Work crews this week began razing Sebastopol’s long-shuttered Pellini Chevrolet dealership, clearing room for construction of a controversial new CVS store.|

Work crews this week began razing Sebastopol's long-shuttered Pellini Chevrolet dealership in order to make room for construction of a controversial new CVS store on a prominent downtown corner.

The noisy demolition is the first visible movement on the disputed project, which had been stalled for several years by public resistance and litigation over traffic impacts and the adequacy of the environmental review.

But under a legal settlement reached in October 2014, the city earlier this month issued a building permit and other entitlements authorizing work to commence on the property at Highway 12 and Petaluma Avenue.

“Most everyone in town is really grateful that the CVS eyesore will be gone,” Mayor Sarah Glade Gurney said Thursday. “They've owned this property for three and a half years, and we've suffered their chain-link fence, and their boarded-up windows and the weeds.”

The demolition work marks the closure of a bitter chapter in city politics that helped frame future conversations over city planning, downtown business development and allowances for chain stores and other formula business operations.

Opposition to the proposed store proved the defining issue in City Council elections four years ago and echoed again in the fall 2014 election.

The roughly 18,600-square-foot store may always be a reminder of that time, at least for current Sebastopol residents, but at this point the project appears to be going full speed ahead.

Asbestos remediation in some of the buildings was begun last week, and two of four buildings already have been all or partly torn down. The lot is scheduled to be cleared and ready for grading in about a month, according to project superintendent Ren Bruns, with Rocklin-based Stuart James Construction.
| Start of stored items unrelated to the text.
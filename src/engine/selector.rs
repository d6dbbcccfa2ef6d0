//! Winner selection.

use super::candidate_types::{Candidate, SelectionResult};

/// Pick the scored, error-free candidate with the strictly highest
/// confidence; the lowest index wins ties. No eligible candidate yields a
/// result without a winner.
pub fn select(candidates: Vec<Candidate>) -> SelectionResult {
    let mut best: Option<(usize, f64)> = None;
    for (pos, candidate) in candidates.iter().enumerate() {
        let Some(score) = candidate.confidence() else {
            continue;
        };
        match best {
            Some((_, top)) if score <= top => {}
            _ => best = Some((pos, score)),
        }
    }
    SelectionResult::new(best.map(|(pos, _)| pos), candidates)
}

#[cfg(test)]
#[path = "selector_tests.rs"]
mod tests;
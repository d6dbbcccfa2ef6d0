//! Decoding configuration ("valves") and its resolution.
//!
//! - `env`: environment sources and typed parsing of override variables
//!
//! Precedence is defaults < environment < explicit overrides. The result is
//! validated once per invocation and passed down explicitly.

mod env;

use std::path::Path;

use serde::{Deserialize, Serialize};
use thiserror::Error;

pub use env::{EnvSource, MapEnv, ProcessEnv, ENV_VARS};

pub const DEFAULT_BACKEND_URL: &str = "http://localhost:11434/api/generate";
pub const DEFAULT_K: usize = 10;
pub const DEFAULT_TEMPERATURE: f64 = 0.7;
pub const DEFAULT_MAX_TOKENS: u32 = 256;
pub const DEFAULT_TIMEOUT_MS: u64 = 60_000;

#[derive(Error, Debug, Clone, PartialEq)]
pub enum ConfigError {
    #[error("Missing required field: {0}")]
    MissingField(&'static str),

    #[error("Invalid value for {field}: {reason}")]
    InvalidValue { field: &'static str, reason: String },

    #[error("Invalid environment variable {var}={value:?}: {reason}")]
    InvalidEnv { var: &'static str, value: String, reason: String },

    #[error("Failed to read config file {path}: {reason}")]
    FileRead { path: String, reason: String },

    #[error("Failed to parse config file: {0}")]
    Parse(String),
}

/// Fully resolved configuration for one decoding invocation.
#[derive(Debug, Clone, PartialEq, Serialize, Deserialize)]
pub struct DecodingConfig {
    /// Full generate endpoint of the backend.
    pub backend_url: String,
    pub model: String,
    /// Number of candidates to sample.
    pub k: usize,
    pub temperature: f64,
    pub max_tokens: u32,
    /// Build and return a trace of every candidate.
    pub debug: bool,
    pub request_timeout_ms: u64,
    /// Upper bound on in-flight backend requests.
    pub max_concurrency: usize,
}

impl Default for DecodingConfig {
    fn default() -> Self {
        Self {
            backend_url: DEFAULT_BACKEND_URL.to_string(),
            model: String::new(),
            k: DEFAULT_K,
            temperature: DEFAULT_TEMPERATURE,
            max_tokens: DEFAULT_MAX_TOKENS,
            debug: true,
            request_timeout_ms: DEFAULT_TIMEOUT_MS,
            max_concurrency: 1,
        }
    }
}

impl DecodingConfig {
    /// Resolve defaults, then `source`, then `explicit`, and validate the result.
    pub fn resolve(explicit: &ConfigOverrides, source: &dyn EnvSource) -> Result<Self, ConfigError> {
        let mut config = Self::default();
        env::read_overrides(source, explicit)?.apply_to(&mut config);
        explicit.apply_to(&mut config);
        config.validate()?;
        Ok(config)
    }

    pub fn validate(&self) -> Result<(), ConfigError> {
        if self.model.trim().is_empty() {
            return Err(ConfigError::MissingField("model"));
        }
        if self.backend_url.trim().is_empty() {
            return Err(ConfigError::MissingField("backend_url"));
        }
        if self.k == 0 {
            return Err(invalid("k", "must be >= 1"));
        }
        if !self.temperature.is_finite() || self.temperature < 0.0 {
            return Err(invalid("temperature", "must be a finite value >= 0"));
        }
        if self.max_tokens == 0 {
            return Err(invalid("max_tokens", "must be >= 1"));
        }
        if self.request_timeout_ms == 0 {
            return Err(invalid("request_timeout_ms", "must be >= 1"));
        }
        if self.max_concurrency == 0 {
            return Err(invalid("max_concurrency", "must be >= 1"));
        }
        Ok(())
    }
}

fn invalid(field: &'static str, reason: &str) -> ConfigError {
    ConfigError::InvalidValue { field, reason: reason.to_string() }
}

/// Caller-supplied configuration. Unset fields fall through to the
/// environment and then to defaults.
#[derive(Debug, Clone, Default, PartialEq, Serialize, Deserialize)]
#[serde(deny_unknown_fields)]
pub struct ConfigOverrides {
    pub backend_url: Option<String>,
    pub model: Option<String>,
    pub k: Option<usize>,
    pub temperature: Option<f64>,
    pub max_tokens: Option<u32>,
    pub debug: Option<bool>,
    pub request_timeout_ms: Option<u64>,
    pub max_concurrency: Option<usize>,
}

impl ConfigOverrides {
    pub fn from_toml_str(text: &str) -> Result<Self, ConfigError> {
        toml::from_str(text).map_err(|e| ConfigError::Parse(e.to_string()))
    }

    pub fn load_file(path: &Path) -> Result<Self, ConfigError> {
        let text = std::fs::read_to_string(path).map_err(|e| ConfigError::FileRead {
            path: path.display().to_string(),
            reason: e.to_string(),
        })?;
        Self::from_toml_str(&text)
    }

    /// Layer `other` on top of `self`; fields set in `other` win.
    pub fn merge(self, other: ConfigOverrides) -> ConfigOverrides {
        ConfigOverrides {
            backend_url: other.backend_url.or(self.backend_url),
            model: other.model.or(self.model),
            k: other.k.or(self.k),
            temperature: other.temperature.or(self.temperature),
            max_tokens: other.max_tokens.or(self.max_tokens),
            debug: other.debug.or(self.debug),
            request_timeout_ms: other.request_timeout_ms.or(self.request_timeout_ms),
            max_concurrency: other.max_concurrency.or(self.max_concurrency),
        }
    }

    fn apply_to(&self, config: &mut DecodingConfig) {
        if let Some(ref url) = self.backend_url {
            config.backend_url = url.clone();
        }
        if let Some(ref model) = self.model {
            config.model = model.clone();
        }
        if let Some(k) = self.k {
            config.k = k;
        }
        if let Some(t) = self.temperature {
            config.temperature = t;
        }
        if let Some(n) = self.max_tokens {
            config.max_tokens = n;
        }
        if let Some(d) = self.debug {
            config.debug = d;
        }
        if let Some(ms) = self.request_timeout_ms {
            config.request_timeout_ms = ms;
        }
        if let Some(c) = self.max_concurrency {
            config.max_concurrency = c;
        }
    }
}

#[cfg(test)]
#[path = "config_tests.rs"]
mod tests;
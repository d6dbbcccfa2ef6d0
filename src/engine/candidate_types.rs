//! Candidate and selection types shared by the sampler, scorer, selector
//! and trace assembler.

use serde::Serialize;
use thiserror::Error;

use crate::backend::BackendError;

/// Why a single candidate produced no usable completion.
#[derive(Error, Debug, Clone, PartialEq, Serialize)]
#[serde(into = "String")]
pub enum CandidateError {
    #[error(transparent)]
    Backend(#[from] BackendError),

    #[error("Request timed out after {timeout_ms} ms")]
    Timeout { timeout_ms: u64 },

    #[error("Response missing generation statistic: {0}")]
    MissingStatistics(&'static str),

    #[error("Backend returned an empty completion")]
    EmptyCompletion,
}

impl CandidateError {
    pub fn kind(&self) -> &'static str {
        match self {
            CandidateError::Backend(e) => e.kind(),
            CandidateError::Timeout { .. } => "timeout",
            CandidateError::MissingStatistics(_) => "missing_statistics",
            CandidateError::EmptyCompletion => "empty_completion",
        }
    }

    /// The backend could not be reached or did not answer in time.
    pub fn is_connection(&self) -> bool {
        matches!(
            self,
            CandidateError::Backend(BackendError::Transport(_)) | CandidateError::Timeout { .. }
        )
    }
}

impl From<CandidateError> for String {
    fn from(e: CandidateError) -> Self {
        e.to_string()
    }
}

/// A successful completion and its generation statistics.
#[derive(Debug, Clone, PartialEq, Serialize)]
pub struct Generation {
    pub content: String,
    /// Tokens evaluated.
    pub eval_count: u64,
    pub eval_duration_ns: u64,
    /// Set by the scorer.
    pub confidence: Option<f64>,
}

#[derive(Debug, Clone, PartialEq, Serialize)]
#[serde(rename_all = "snake_case", tag = "status")]
pub enum CandidateOutcome {
    Generated(Generation),
    Failed { error: CandidateError },
}

/// One sampled decoding path.
#[derive(Debug, Clone, PartialEq, Serialize)]
pub struct Candidate {
    pub index: usize,
    pub seed: u64,
    pub outcome: CandidateOutcome,
}

impl Candidate {
    pub fn generated(index: usize, seed: u64, content: String, eval_count: u64, eval_duration_ns: u64) -> Self {
        Self {
            index,
            seed,
            outcome: CandidateOutcome::Generated(Generation {
                content,
                eval_count,
                eval_duration_ns,
                confidence: None,
            }),
        }
    }

    pub fn failed(index: usize, seed: u64, error: CandidateError) -> Self {
        Self { index, seed, outcome: CandidateOutcome::Failed { error } }
    }

    pub fn content(&self) -> Option<&str> {
        self.generation().map(|g| g.content.as_str())
    }

    pub fn eval_count(&self) -> u64 {
        self.generation().map_or(0, |g| g.eval_count)
    }

    pub fn eval_duration_ns(&self) -> u64 {
        self.generation().map_or(0, |g| g.eval_duration_ns)
    }

    /// `None` for failed or not-yet-scored candidates.
    pub fn confidence(&self) -> Option<f64> {
        self.generation().and_then(|g| g.confidence)
    }

    pub fn error(&self) -> Option<&CandidateError> {
        match &self.outcome {
            CandidateOutcome::Failed { error } => Some(error),
            CandidateOutcome::Generated(_) => None,
        }
    }

    pub fn is_failed(&self) -> bool {
        self.error().is_some()
    }

    pub fn generation(&self) -> Option<&Generation> {
        match &self.outcome {
            CandidateOutcome::Generated(g) => Some(g),
            CandidateOutcome::Failed { .. } => None,
        }
    }

    pub(crate) fn generation_mut(&mut self) -> Option<&mut Generation> {
        match &mut self.outcome {
            CandidateOutcome::Generated(g) => Some(g),
            CandidateOutcome::Failed { .. } => None,
        }
    }
}

/// Result of selection over one batch, immutable once built.
#[derive(Debug, Clone, PartialEq, Serialize)]
pub struct SelectionResult {
    winner: Option<usize>,
    candidates: Vec<Candidate>,
}

impl SelectionResult {
    pub(crate) fn new(winner: Option<usize>, candidates: Vec<Candidate>) -> Self {
        Self { winner, candidates }
    }

    pub fn winner(&self) -> Option<&Candidate> {
        self.winner.and_then(|pos| self.candidates.get(pos))
    }

    /// All candidates in generation order.
    pub fn candidates(&self) -> &[Candidate] {
        &self.candidates
    }

    pub fn failed_count(&self) -> usize {
        self.candidates.iter().filter(|c| c.is_failed()).count()
    }

    pub fn is_total_failure(&self) -> bool {
        self.winner.is_none()
    }

    /// Total failure where every candidate failed to reach the backend.
    pub fn is_backend_unreachable(&self) -> bool {
        self.is_total_failure()
            && !self.candidates.is_empty()
            && self.candidates.iter().all(|c| c.error().is_some_and(|e| e.is_connection()))
    }
}
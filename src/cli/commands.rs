//! Command implementations for `cot-decode`. Each returns a process exit code.

use std::path::Path;

use super::args::{ConfigCommand, DecodeOptions};
use super::output_format::print_candidate_table;
use super::{EXIT_CONFIG_ERROR, EXIT_CONNECTION_ERROR, EXIT_FAILURE, EXIT_SUCCESS};
use crate::backend::OllamaClient;
use crate::config::{ConfigError, ConfigOverrides, DecodingConfig, ProcessEnv};
use crate::engine::{Conversation, SelectionResult};
use crate::pipeline::{DecodeError, Pipeline, PIPELINE_NAME};

/// Config file (if any) first, command-line flags on top.
pub fn build_overrides(options: &DecodeOptions) -> Result<ConfigOverrides, ConfigError> {
    let file = match &options.config_file {
        Some(path) => ConfigOverrides::load_file(path)?,
        None => ConfigOverrides::default(),
    };
    Ok(file.merge(options.overrides.clone()))
}

pub fn load_conversation(path: &Path) -> Result<Conversation, String> {
    let text = std::fs::read_to_string(path).map_err(|e| format!("Failed to read {}: {}", path.display(), e))?;
    serde_json::from_str(&text).map_err(|e| format!("Invalid conversation file {}: {}", path.display(), e))
}

pub async fn run_ask(prompt: &str, options: &DecodeOptions) -> i32 {
    run_decode(&Conversation::single(prompt), options).await
}

pub async fn run_chat(file: &Path, options: &DecodeOptions) -> i32 {
    match load_conversation(file) {
        Ok(conversation) => run_decode(&conversation, options).await,
        Err(e) => {
            eprintln!("Error: {}", e);
            EXIT_CONFIG_ERROR
        }
    }
}

async fn run_decode(conversation: &Conversation, options: &DecodeOptions) -> i32 {
    let (overrides, config) = match resolve(options) {
        Ok(pair) => pair,
        Err(code) => return code,
    };
    let client = match OllamaClient::new(config.backend_url.clone(), config.request_timeout_ms) {
        Ok(c) => c,
        Err(e) => {
            eprintln!("Error: {}", e);
            return EXIT_CONNECTION_ERROR;
        }
    };

    let pipeline = Pipeline::new(client, overrides);
    pipeline.on_startup().await;
    let result = pipeline.pipe(PIPELINE_NAME, conversation).await;
    pipeline.on_shutdown().await;

    match result {
        Ok(outcome) => {
            if options.json {
                match serde_json::to_string_pretty(&outcome) {
                    Ok(json) => println!("{}", json),
                    Err(e) => {
                        eprintln!("Error encoding output: {}", e);
                        return EXIT_FAILURE;
                    }
                }
            } else {
                println!("{}", outcome.render());
            }
            if options.table {
                print_candidate_table(&outcome.selection);
            }
            EXIT_SUCCESS
        }
        Err(DecodeError::Config(e)) => {
            eprintln!("Configuration error: {}", e);
            EXIT_CONFIG_ERROR
        }
        Err(e @ DecodeError::TotalFailure { .. }) => {
            println!("{}", e.render());
            let DecodeError::TotalFailure { selection, .. } = &e else {
                return EXIT_FAILURE;
            };
            if options.table {
                print_candidate_table(selection);
            }
            total_failure_exit_code(selection)
        }
    }
}

/// Exit code for a batch with no winner.
pub(crate) fn total_failure_exit_code(selection: &SelectionResult) -> i32 {
    if selection.is_backend_unreachable() {
        EXIT_CONNECTION_ERROR
    } else {
        EXIT_FAILURE
    }
}

fn resolve(options: &DecodeOptions) -> Result<(ConfigOverrides, DecodingConfig), i32> {
    let overrides = build_overrides(options).map_err(|e| {
        eprintln!("Configuration error: {}", e);
        EXIT_CONFIG_ERROR
    })?;
    let config = DecodingConfig::resolve(&overrides, &ProcessEnv).map_err(|e| {
        eprintln!("Configuration error: {}", e);
        EXIT_CONFIG_ERROR
    })?;
    Ok((overrides, config))
}

pub fn run_config(command: ConfigCommand, options: &DecodeOptions) -> i32 {
    match command {
        ConfigCommand::Defaults => print_config(&DecodingConfig::default(), options.json),
        ConfigCommand::Show => match resolve(options) {
            Ok((_, config)) => print_config(&config, options.json),
            Err(code) => code,
        },
        ConfigCommand::Validate => match resolve(options) {
            Ok(_) => {
                println!("Configuration is valid");
                EXIT_SUCCESS
            }
            Err(code) => code,
        },
    }
}

fn print_config(config: &DecodingConfig, json: bool) -> i32 {
    let rendered = if json {
        serde_json::to_string_pretty(config).map_err(|e| e.to_string())
    } else {
        toml::to_string_pretty(config).map_err(|e| e.to_string())
    };
    match rendered {
        Ok(text) => {
            println!("{}", text);
            EXIT_SUCCESS
        }
        Err(e) => {
            eprintln!("Error encoding configuration: {}", e);
            EXIT_FAILURE
        }
    }
}

/// Probe the backend. The model is not required for this command.
pub async fn run_health(options: &DecodeOptions) -> i32 {
    let overrides = match build_overrides(options) {
        Ok(o) => o,
        Err(e) => {
            eprintln!("Configuration error: {}", e);
            return EXIT_CONFIG_ERROR;
        }
    };
    let probe = ConfigOverrides {
        model: Some(overrides.model.clone().unwrap_or_else(|| "health-probe".to_string())),
        ..overrides
    };
    let config = match DecodingConfig::resolve(&probe, &ProcessEnv) {
        Ok(c) => c,
        Err(e) => {
            eprintln!("Configuration error: {}", e);
            return EXIT_CONFIG_ERROR;
        }
    };

    let client = match OllamaClient::new(config.backend_url.clone(), config.request_timeout_ms) {
        Ok(c) => c,
        Err(e) => {
            eprintln!("Error: {}", e);
            return EXIT_CONNECTION_ERROR;
        }
    };
    match client.health_check().await {
        Ok(true) => {
            println!("Backend at {} is healthy", client.base_url());
            EXIT_SUCCESS
        }
        Ok(false) => {
            println!("Backend at {} is unhealthy", client.base_url());
            EXIT_FAILURE
        }
        Err(e) => {
            eprintln!("Connection error: {}", e);
            EXIT_CONNECTION_ERROR
        }
    }
}

#[cfg(test)]
#[path = "commands_tests.rs"]
mod tests;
Buildings should begin to take shape in about two months, he said, and the project should be finished around September, project manager Katie Cull said.

“It will definitely be a nice finished product when we are all out of there,” Cull said.

The Chevy dealership had beckoned car buyers to the nearly 2½-acre site at the gateway to town from 1932, when Angelo “Pete” Pellini first opened its doors, until 2008, when his grandson closed the business.

In 2010, Sacramento- based Armstrong Development proposed a new retail project on the site that would include a CVS store and a JP Morgan Chase Bank branch. Chase has since backed out.

But questions and concerns about the proposal quickly materialized, focused on the potential for traffic congestion at what already is a busy, complicated series of intersections linking two state highways with arterial city streets.

Critics also protested turning such a prominent corner over to a cookie-cutter chain store that city officials said made some grudging concessions but resisted compromise that would have made the design and signage more acceptable to local interests.

A local citizens group, Small Town Sebastopol, sued CVS and the city over failure to complete a full-scale environmental impact report on the project. The city also was sued by CVS when it approved a moratorium on drive- thrus. The initial Armstrong Development proposal included drive-up windows both at the bank and the drug store.

Under a settlement negotiated in October 2014, developers dispensed with the drive-thrus and backed off plans to allow left turns out of the property onto adjacent streets, in addition to making design concessions.

The settlement also obligated CVS to pay $45,000 to fund a traffic signal synchronization study and an additional $105,000 to cover Small Town Sebastopol's legal fees, with whatever remainder was left over to go toward still-undetermined traffic mitigation efforts in the city. The final payment is pending completion of paperwork, City Manager Larry McLaughlin said.

The city sought settlement in the case in part because it already had spent more than $336,000 on litigation over the project.

In the meantime, Gurney said there appear to be fewer people shopping at the current CVS store on Gravenstein Highway North.

“I think the community's moved on,” she said. “... It's much emptier than it used to be.”